Die Oligarchie, so Chávez in einer seiner zahlreichen Reden, dürfe auf keinen Fall wieder an die Macht kommen, damit der soziale Wandel in Venezuela nicht gefährdet werde.

Sozialer Fortschritt

"Er hat das Recht zu drohen. Denn wenn die Opposition auf den Straßen für Unruhe sorgt, muss er eingreifen - das verdient Respekt", findet Margarita Bastardo. Sie steht am Wahlstand des Bürgermeisterkandidaten der PSUV- der Partei von Hugo Chávez.

Hugo Chavez-Unterstützer in Venezuela
Chávez-Anhänger beherrschen das Straßenbild in CaracasBild: AP

"Dank der Bildungsprogramme des Präsidenten konnte ich studieren. Das wäre vorher nicht möglich gewesen.
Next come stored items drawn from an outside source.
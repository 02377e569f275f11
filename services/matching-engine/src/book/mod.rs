//! Order book infrastructure module
//!
//! Price levels, bid/ask ladders, the per-instrument order book and the
//! per-engine collection of books.

pub mod price_level;
pub mod bid_book;
pub mod ask_book;
pub mod order_book;
pub mod collection;

pub use price_level::PriceLevel;
pub use bid_book::BidBook;
pub use ask_book::AskBook;
pub use order_book::OrderBook;
pub use collection::{OrderBookCollection, SetOrdersModel};
//! Numeric configuration

use serde::Deserialize;

use super::error::ValidationError;
use crate::domain::fuzzy::NumericSettings;

/// Quadrature and root-finding tolerances
#[derive(Debug, Clone, Deserialize)]
pub struct NumericConfig {
    #[serde(default = "default_quadrature_tolerance")]
    pub quadrature_tolerance: f64,

    /// Maximum bisection depth of adaptive Simpson
    #[serde(default = "default_quadrature_max_depth")]
    pub quadrature_max_depth: u32,

    #[serde(default = "default_root_tolerance")]
    pub root_tolerance: f64,

    #[serde(default = "default_root_max_iterations")]
    pub root_max_iterations: u32,
}

impl NumericConfig {
    /// Settings for the fuzzy evaluator
    pub fn settings(&self) -> NumericSettings {
        NumericSettings {
            quadrature_tolerance: self.quadrature_tolerance,
            quadrature_max_depth: self.quadrature_max_depth,
            root_tolerance: self.root_tolerance,
            root_max_iterations: self.root_max_iterations,
        }
    }

    /// Validate numeric configuration
    pub fn validate(&self) -> Result<(), ValidationError> {
        if !(self.quadrature_tolerance > 0.0) {
            return Err(ValidationError::NonPositive("quadrature_tolerance"));
        }
        if !(self.root_tolerance > 0.0) {
            return Err(ValidationError::NonPositive("root_tolerance"));
        }
        if self.quadrature_max_depth == 0 {
            return Err(ValidationError::ZeroIterations("quadrature_max_depth"));
        }
        if self.root_max_iterations == 0 {
            return Err(ValidationError::ZeroIterations("root_max_iterations"));
        }
        Ok(())
    }
}

impl Default for NumericConfig {
    fn default() -> Self {
        Self {
            quadrature_tolerance: default_quadrature_tolerance(),
            quadrature_max_depth: default_quadrature_max_depth(),
            root_tolerance: default_root_tolerance(),
            root_max_iterations: default_root_max_iterations(),
        }
    }
}

fn default_quadrature_tolerance() -> f64 {
    1e-10
}

fn default_quadrature_max_depth() -> u32 {
    48
}

fn default_root_tolerance() -> f64 {
    1e-12
}

fn default_root_max_iterations() -> u32 {
    200
}
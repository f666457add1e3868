//! Resolution parameters and their validation.

use serde::{Deserialize, Serialize};

use super::regime::ResolutionMethod;
use crate::domain::foundation::{ConfigurationError, ValidationError};

/// Probabilities must sum to one within this tolerance.
pub const PROBABILITY_SUM_TOLERANCE: f64 = 1e-6;

/// Reference value the min-MSE criterion measures deviations against.
#[derive(Debug, Clone, Copy, Default, PartialEq, Eq, Serialize, Deserialize)]
#[serde(rename_all = "kebab-case")]
pub enum MseBaseline {
    /// Largest expectation across alternatives.
    #[default]
    Continuous,
    /// Mean expectation across alternatives.
    Discrete,
}

/// Method parameters for one uncertain criterion. Each method reads the
/// fields it needs; the rest are ignored.
#[derive(Debug, Clone, Default, PartialEq, Serialize, Deserialize)]
#[serde(default)]
pub struct ResolutionParams {
    /// One probability per state.
    pub probabilities: Option<Vec<f64>>,
    /// Max-probability: minimum acceptable outcome.
    pub threshold: Option<f64>,
    /// Min-MSE baseline.
    pub baseline: MseBaseline,
    /// Hurwicz risk attitude; 0 is pure optimism, 1 pure pessimism.
    pub alpha: Option<f64>,
    /// Hodges-Lehmann confidence in the probabilities.
    pub beta: Option<f64>,
    /// Universal criterion: deviation penalty coefficient.
    pub additional_param: Option<f64>,
    /// Universal criterion: share of the Hurwicz term.
    pub trust_level: Option<f64>,
}

impl ResolutionParams {
    pub fn with_probabilities(probabilities: Vec<f64>) -> Self {
        Self {
            probabilities: Some(probabilities),
            ..Self::default()
        }
    }
}

/// Checks a probability vector against the state list.
///
/// # Errors
/// - `DimensionMismatch` if the vector length differs from the state count
/// - `NegativeProbability` for any negative entry
/// - `ProbabilitiesDoNotSumToOne` if the sum is off by more than 1e-6
pub fn validate_probabilities(probabilities: &[f64], states: &[String]) -> Result<(), ValidationError> {
    if probabilities.len() != states.len() {
        return Err(ValidationError::dimension_mismatch(
            "probabilities",
            states.len(),
            probabilities.len(),
        ));
    }
    for (state, &p) in states.iter().zip(probabilities) {
        if !p.is_finite() {
            return Err(ValidationError::non_finite("probabilities", 0, 0));
        }
        if p < 0.0 {
            return Err(ValidationError::NegativeProbability {
                state: state.clone(),
                value: p,
            });
        }
    }
    let sum: f64 = probabilities.iter().sum();
    if (sum - 1.0).abs() > PROBABILITY_SUM_TOLERANCE {
        return Err(ValidationError::ProbabilitiesDoNotSumToOne { sum });
    }
    Ok(())
}

/// Unwraps an optional parameter or reports it missing for `method`.
pub(crate) fn required(
    value: Option<f64>,
    method: ResolutionMethod,
    parameter: &str,
) -> Result<f64, ConfigurationError> {
    value.ok_or_else(|| ConfigurationError::missing_parameter(method.as_str(), parameter))
}

/// Fails unless `value` lies in [0, 1].
pub(crate) fn unit_interval(field: &str, value: f64) -> Result<f64, ValidationError> {
    if (0.0..=1.0).contains(&value) {
        Ok(value)
    } else {
        Err(ValidationError::out_of_range(field, 0.0, 1.0, value))
    }
}

#[cfg(test)]
mod tests {
    use super::*;

    fn states() -> Vec<String> {
        vec!["boom".to_string(), "bust".to_string()]
    }

    #[test]
    fn valid_probabilities_pass() {
        assert!(validate_probabilities(&[0.3, 0.7], &states()).is_ok());
    }

    #[test]
    fn probabilities_within_tolerance_pass() {
        assert!(validate_probabilities(&[0.3, 0.7000005], &states()).is_ok());
    }

    #[test]
    fn probabilities_must_sum_to_one() {
        let result = validate_probabilities(&[0.3, 0.6], &states());
        assert!(matches!(
            result,
            Err(ValidationError::ProbabilitiesDoNotSumToOne { .. })
        ));
    }

    #[test]
    fn negative_probability_is_rejected() {
        let result = validate_probabilities(&[-0.5, 1.5], &states());
        assert!(matches!(result, Err(ValidationError::NegativeProbability { .. })));
    }

    #[test]
    fn probability_count_must_match_states() {
        let result = validate_probabilities(&[1.0], &states());
        assert!(matches!(result, Err(ValidationError::DimensionMismatch { .. })));
    }

    #[test]
    fn missing_parameter_names_method() {
        let err = required(None, ResolutionMethod::Hurwicz, "alpha").unwrap_err();
        assert_eq!(err, ConfigurationError::missing_parameter("hurwicz", "alpha"));
    }

    #[test]
    fn unit_interval_bounds_are_inclusive() {
        assert!(unit_interval("alpha", 0.0).is_ok());
        assert!(unit_interval("alpha", 1.0).is_ok());
        assert!(unit_interval("alpha", 1.5).is_err());
    }
}
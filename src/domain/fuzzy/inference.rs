//! Mamdani rule inference over linguistic labels.

use serde::{Deserialize, Serialize};
use std::collections::BTreeMap;
use tracing::warn;

use super::quadrature::{integrate_piecewise, NumericSettings};
use super::scale::LinguisticScale;
use crate::domain::foundation::{AnalysisError, DecisionMatrix, NumericError, ValidationError};

/// Conjunctive rule: every antecedent criterion must match its label.
#[derive(Debug, Clone, PartialEq, Serialize, Deserialize)]
pub struct FuzzyRule {
    /// Criterion name to required label.
    pub antecedent: BTreeMap<String, String>,
    /// Output label.
    pub consequent: String,
}

impl FuzzyRule {
    pub fn new<I, S, L>(antecedent: I, consequent: impl Into<String>) -> Self
    where
        I: IntoIterator<Item = (S, L)>,
        S: Into<String>,
        L: Into<String>,
    {
        Self {
            antecedent: antecedent
                .into_iter()
                .map(|(c, l)| (c.into(), l.into()))
                .collect(),
            consequent: consequent.into(),
        }
    }
}

/// A rule that fired for one alternative.
#[derive(Debug, Clone, PartialEq, Serialize, Deserialize)]
pub struct RuleFiring {
    pub rule: usize,
    pub consequent: String,
    pub strength: f64,
}

/// Inference outcome for one alternative.
#[derive(Debug, Clone, PartialEq, Serialize, Deserialize)]
pub struct Inference {
    pub alternative: String,
    pub active: Vec<RuleFiring>,
    pub score: f64,
    /// True when no rule fired and the score fell back to 0.
    pub no_active_rules: bool,
}

/// Checks that every rule names known criteria and labels.
pub fn validate_rules(
    rules: &[FuzzyRule],
    labels: &LinguisticScale,
    observations: &DecisionMatrix,
) -> Result<(), ValidationError> {
    if rules.is_empty() {
        return Err(ValidationError::empty_field("rules"));
    }
    for rule in rules {
        if rule.antecedent.is_empty() {
            return Err(ValidationError::empty_field("antecedent"));
        }
        for (criterion, label) in &rule.antecedent {
            if observations.criterion_index(criterion).is_none() {
                return Err(ValidationError::unknown_name("criterion", criterion.clone()));
            }
            labels.get(label)?;
        }
        labels.get(&rule.consequent)?;
    }
    Ok(())
}

/// Firing strength: the minimum antecedent membership of the observed values.
pub fn firing_strength(
    rule: &FuzzyRule,
    labels: &LinguisticScale,
    observations: &DecisionMatrix,
    alternative: usize,
) -> Result<f64, ValidationError> {
    let mut strength = f64::INFINITY;
    for (criterion, label) in &rule.antecedent {
        let index = observations
            .criterion_index(criterion)
            .ok_or_else(|| ValidationError::unknown_name("criterion", criterion.clone()))?;
        let observed = observations.value(index, alternative);
        strength = strength.min(labels.membership(label, observed)?);
    }
    Ok(strength)
}

/// Runs every rule for one alternative and defuzzifies the clipped output by
/// centroid over [0, 1].
///
/// # Errors
/// - `NumericError::ZeroDivision` if active rules produce an output with no area
/// - `NumericError::QuadratureDidNotConverge` from the integration
pub fn infer(
    rules: &[FuzzyRule],
    labels: &LinguisticScale,
    observations: &DecisionMatrix,
    alternative: usize,
    settings: &NumericSettings,
) -> Result<Inference, AnalysisError> {
    let name = observations.alternatives()[alternative].clone();

    let mut active = Vec::new();
    for (index, rule) in rules.iter().enumerate() {
        let strength = firing_strength(rule, labels, observations, alternative)?;
        if strength > 0.0 {
            active.push(RuleFiring {
                rule: index,
                consequent: rule.consequent.clone(),
                strength,
            });
        }
    }

    if active.is_empty() {
        warn!(alternative = %name, "no fuzzy rule fired, score set to 0");
        return Ok(Inference {
            alternative: name,
            active,
            score: 0.0,
            no_active_rules: true,
        });
    }

    let clipped = active
        .iter()
        .map(|firing| Ok((*labels.get(&firing.consequent)?, firing.strength)))
        .collect::<Result<Vec<_>, ValidationError>>()?;
    let output = |x: f64| {
        clipped
            .iter()
            .map(|(shape, strength)| shape.membership(x).min(*strength))
            .fold(0.0, f64::max)
    };

    let mut breakpoints = Vec::with_capacity(clipped.len() * 3);
    for (shape, _) in &clipped {
        breakpoints.extend([shape.start(), shape.peak(), shape.end()]);
    }

    let area = integrate_piecewise(&output, 0.0, 1.0, &breakpoints, settings)?;
    let moment = integrate_piecewise(&|x: f64| x * output(x), 0.0, 1.0, &breakpoints, settings)?;
    if area <= 0.0 {
        return Err(NumericError::zero_division("rule inference centroid").into());
    }

    Ok(Inference {
        alternative: name,
        active,
        score: moment / area,
        no_active_rules: false,
    })
}
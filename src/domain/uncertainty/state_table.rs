//! Environment State Table - states of nature x alternatives for one criterion.

use serde::{Deserialize, Serialize};
use std::collections::HashSet;

use crate::domain::foundation::numeric::{max_of, min_of};
use crate::domain::foundation::ValidationError;
use crate::domain::scaling::{DirectionChange, DirectionChanger, NormalizationMethod, Normalizer};

/// Outcomes of every alternative under every state for one uncertain criterion.
#[derive(Debug, Clone, PartialEq, Serialize, Deserialize)]
#[serde(try_from = "RawStateTable")]
pub struct StateTable {
    criterion: String,
    states: Vec<String>,
    alternatives: Vec<String>,
    /// One row per state, one entry per alternative.
    values: Vec<Vec<f64>>,
}

#[derive(Deserialize)]
struct RawStateTable {
    criterion: String,
    states: Vec<String>,
    alternatives: Vec<String>,
    values: Vec<Vec<f64>>,
}

impl TryFrom<RawStateTable> for StateTable {
    type Error = ValidationError;

    fn try_from(raw: RawStateTable) -> Result<Self, Self::Error> {
        StateTable::new(raw.criterion, raw.states, raw.alternatives, raw.values)
    }
}

impl StateTable {
    /// Creates a validated table.
    pub fn new(
        criterion: impl Into<String>,
        states: Vec<String>,
        alternatives: Vec<String>,
        values: Vec<Vec<f64>>,
    ) -> Result<Self, ValidationError> {
        let criterion = criterion.into();
        if criterion.is_empty() {
            return Err(ValidationError::empty_field("criterion"));
        }
        if states.is_empty() {
            return Err(ValidationError::empty_field("states"));
        }
        if alternatives.is_empty() {
            return Err(ValidationError::empty_field("alternatives"));
        }
        ensure_unique("state", &states)?;
        ensure_unique("alternative", &alternatives)?;

        if values.len() != states.len() {
            return Err(ValidationError::dimension_mismatch(
                "state rows",
                states.len(),
                values.len(),
            ));
        }
        for (row, outcomes) in values.iter().enumerate() {
            if outcomes.len() != alternatives.len() {
                return Err(ValidationError::dimension_mismatch(
                    format!("state '{}'", states[row]),
                    alternatives.len(),
                    outcomes.len(),
                ));
            }
            if let Some(column) = outcomes.iter().position(|v| !v.is_finite()) {
                return Err(ValidationError::non_finite("state table", row, column));
            }
        }

        Ok(Self {
            criterion,
            states,
            alternatives,
            values,
        })
    }

    /// Creates a builder for the named criterion.
    pub fn builder(criterion: impl Into<String>) -> StateTableBuilder {
        StateTableBuilder {
            criterion: criterion.into(),
            ..StateTableBuilder::default()
        }
    }

    pub fn criterion(&self) -> &str {
        &self.criterion
    }

    pub fn states(&self) -> &[String] {
        &self.states
    }

    pub fn alternatives(&self) -> &[String] {
        &self.alternatives
    }

    /// Outcome rows, one per state.
    pub fn values(&self) -> &[Vec<f64>] {
        &self.values
    }

    pub fn state_count(&self) -> usize {
        self.states.len()
    }

    pub fn alternative_count(&self) -> usize {
        self.alternatives.len()
    }

    /// Outcomes of one alternative across all states.
    pub fn column(&self, alternative: usize) -> Vec<f64> {
        self.values.iter().map(|row| row[alternative]).collect()
    }

    /// Worst outcome per alternative.
    pub fn column_mins(&self) -> Vec<f64> {
        (0..self.alternative_count())
            .map(|alt| min_of(&self.column(alt)))
            .collect()
    }

    /// Best outcome per alternative.
    pub fn column_maxes(&self) -> Vec<f64> {
        (0..self.alternative_count())
            .map(|alt| max_of(&self.column(alt)))
            .collect()
    }

    /// Largest value anywhere in the table.
    pub fn max_value(&self) -> f64 {
        self.values.iter().map(|row| max_of(row)).fold(f64::NEG_INFINITY, f64::max)
    }

    /// Probability-weighted expectation per alternative.
    pub fn expectation(&self, probabilities: &[f64]) -> Vec<f64> {
        (0..self.alternative_count())
            .map(|alt| {
                self.values
                    .iter()
                    .zip(probabilities)
                    .map(|(row, p)| row[alt] * p)
                    .sum()
            })
            .collect()
    }

    /// Probability-weighted standard deviation around `expectation`, per alternative.
    pub fn deviation(&self, probabilities: &[f64], expectation: &[f64]) -> Vec<f64> {
        expectation
            .iter()
            .enumerate()
            .map(|(alt, mean)| {
                self.values
                    .iter()
                    .zip(probabilities)
                    .map(|(row, p)| p * (row[alt] - mean).powi(2))
                    .sum::<f64>()
                    .sqrt()
            })
            .collect()
    }

    /// Returns a copy with every value passed through `transform` as one block.
    pub fn map_block<F>(&self, transform: F) -> Result<Self, ValidationError>
    where
        F: FnOnce(&[f64]) -> Vec<f64>,
    {
        let flat: Vec<f64> = self.values.iter().flatten().copied().collect();
        let mapped = transform(&flat);
        if mapped.len() != flat.len() {
            return Err(ValidationError::dimension_mismatch(
                "state table block",
                flat.len(),
                mapped.len(),
            ));
        }
        let width = self.alternative_count();
        let values = mapped.chunks(width).map(<[f64]>::to_vec).collect();

        Self::new(
            self.criterion.clone(),
            self.states.clone(),
            self.alternatives.clone(),
            values,
        )
    }

    /// Flips the whole table; Savage without a supplied maximum uses the table maximum.
    pub fn change_direction(&self, change: DirectionChange) -> Result<Self, ValidationError> {
        self.map_block(|block| DirectionChanger::apply(block, change))
    }

    /// Normalizes the whole table as one block and applies the floor clamp.
    pub fn normalize(&self, method: NormalizationMethod) -> Result<Self, ValidationError> {
        self.map_block(|block| Normalizer::normalize_block(block, method))
    }
}

fn ensure_unique(kind: &str, names: &[String]) -> Result<(), ValidationError> {
    let mut seen = HashSet::new();
    match names.iter().find(|name| !seen.insert(name.as_str())) {
        Some(duplicate) => Err(ValidationError::duplicate_name(kind, duplicate.clone())),
        None => Ok(()),
    }
}

/// Builder for constructing StateTable instances.
#[derive(Debug, Default)]
pub struct StateTableBuilder {
    criterion: String,
    alternatives: Vec<String>,
    states: Vec<String>,
    values: Vec<Vec<f64>>,
}

impl StateTableBuilder {
    /// Sets the alternatives.
    pub fn alternatives(mut self, names: Vec<impl Into<String>>) -> Self {
        self.alternatives = names.into_iter().map(|s| s.into()).collect();
        self
    }

    /// Adds one state with its outcome per alternative.
    pub fn state(mut self, name: impl Into<String>, outcomes: Vec<f64>) -> Self {
        self.states.push(name.into());
        self.values.push(outcomes);
        self
    }

    /// Builds and validates the table.
    pub fn build(self) -> Result<StateTable, ValidationError> {
        StateTable::new(self.criterion, self.states, self.alternatives, self.values)
    }
}

#[cfg(test)]
mod tests {
    use super::*;

    fn table() -> StateTable {
        StateTable::builder("profit")
            .alternatives(vec!["A", "B"])
            .state("boom", vec![1.0, 9.0])
            .state("bust", vec![8.0, 2.0])
            .build()
            .unwrap()
    }

    #[test]
    fn columns_read_across_states() {
        let table = table();
        assert_eq!(table.column(0), vec![1.0, 8.0]);
        assert_eq!(table.column_mins(), vec![1.0, 2.0]);
        assert_eq!(table.column_maxes(), vec![8.0, 9.0]);
        assert_eq!(table.max_value(), 9.0);
    }

    #[test]
    fn expectation_weights_states() {
        assert_eq!(table().expectation(&[0.5, 0.5]), vec![4.5, 5.5]);
    }

    #[test]
    fn deviation_is_weighted_root_mean_square() {
        let table = table();
        let mean = table.expectation(&[0.5, 0.5]);
        assert_eq!(table.deviation(&[0.5, 0.5], &mean), vec![3.5, 3.5]);
    }

    #[test]
    fn direction_change_uses_table_max() {
        let flipped = table()
            .change_direction(DirectionChange::Savage { max: None })
            .unwrap();
        assert_eq!(flipped.values(), &[vec![8.0, 0.0], vec![1.0, 7.0]]);
    }

    #[test]
    fn normalization_treats_table_as_one_block() {
        let normalized = table().normalize(NormalizationMethod::Full).unwrap();
        // min 1, range 8
        assert_eq!(normalized.values()[0][1], 1.0);
        assert_eq!(normalized.values()[1][0], 7.0 / 8.0);
        assert_eq!(normalized.values()[0][0], 1e-4);
    }

    #[test]
    fn table_rejects_ragged_states() {
        let result = StateTable::builder("profit")
            .alternatives(vec!["A", "B"])
            .state("boom", vec![1.0])
            .build();
        assert!(matches!(result, Err(ValidationError::DimensionMismatch { .. })));
    }

    #[test]
    fn table_rejects_duplicate_states() {
        let result = StateTable::builder("profit")
            .alternatives(vec!["A"])
            .state("boom", vec![1.0])
            .state("boom", vec![2.0])
            .build();
        assert!(matches!(result, Err(ValidationError::DuplicateName { .. })));
    }
}
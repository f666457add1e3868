//! Aggregation module - expert opinion aggregation.
//!
//! Reduces an experts x alternatives score table for one criterion to a single
//! consensus row by averaging, by competence-weighted averaging (Evlanov-Kutuzov
//! or Rykov) or by generalized ranking.

mod aggregator;
mod competence;
mod concordance;
mod generalized_ranking;
mod method;
mod panel;

pub use aggregator::{Aggregation, AggregationTrace, ExpertAggregator};
pub use competence::{evlanov_kutuzov, rykov, CompetenceTrace};
pub use concordance::{kendall_concordance, to_ranks};
pub use generalized_ranking::{comparison_matrix, select_expert, PairDistance, RankingTrace};
pub use method::{
    AggregationMethod, AggregationParams, EvlanovKutuzovParams, RankingMetric, RykovMode,
    RykovParams,
};
pub use panel::{ExpertPanel, ExpertPanelBuilder};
Die Regierung hilft den sozial Schwachen, Alten, Kranken, Frauen und Kindern – das überzeugt die Menschen. Daran wird auch der niedrige Ölpreis nichts ändern. Im Gegenteil: die Finanzkrise hat gezeigt, dass es richtig war sich von den USA zu lösen", ist Margarita Bastardo überzeugt.

Und neben den Sozialprogrammen ist es vor allem die Ausstrahlung von Hugo Chávez selbst, die Wähler wie Margarita Bastardo überzeugt: "Einmal kam der Präsident an unsere Universität und ich sah ihn persönlich. Ich musste weinen und er nahm mich in den Arm. Dieser Mann hat unglaubliches Charisma. Er ist eine Erscheinung."

Anhänger wenden sich von Chávez ab

Momentan regieren Chávez‘ Anhänger noch in 18 Bundesstaaten. Dreimal so viel wie die Opposition. Doch mittlerweile wenden sich auch ehemalige Chavisten ab - Das Land ist gespalten. Kennzeichnend dafür tritt bei den anstehenden Wahlen auch die Ex-Frau von Hugo Chávez an: Als Bürgermeisterkandidatin – und zwar für die Opposition.

Sie spricht offen aus, was viele Venezolaner derzeit beunruhigt: "Auf dem Land und in Armenvierteln kann der Präsident zwar weiter punkten. Doch der Ölreichtum geht Hand in Hand mit Korruption, Inflation und Kriminalität. Und wie der Präsident die Sozialprogramme trotz sinkendem Ölpreis fortführen will, lässt er unbeantwortet!"

Nicht nur die Oberschicht, sondern zunehmend auch die Mittelschicht sieht die wachsenden Machtansprüche von Chávez als eine Gefahr für die venezolanische Demokratie. Die bevorstehende Wahl ist für sie der Anfang vom Ende der Ära Chávez.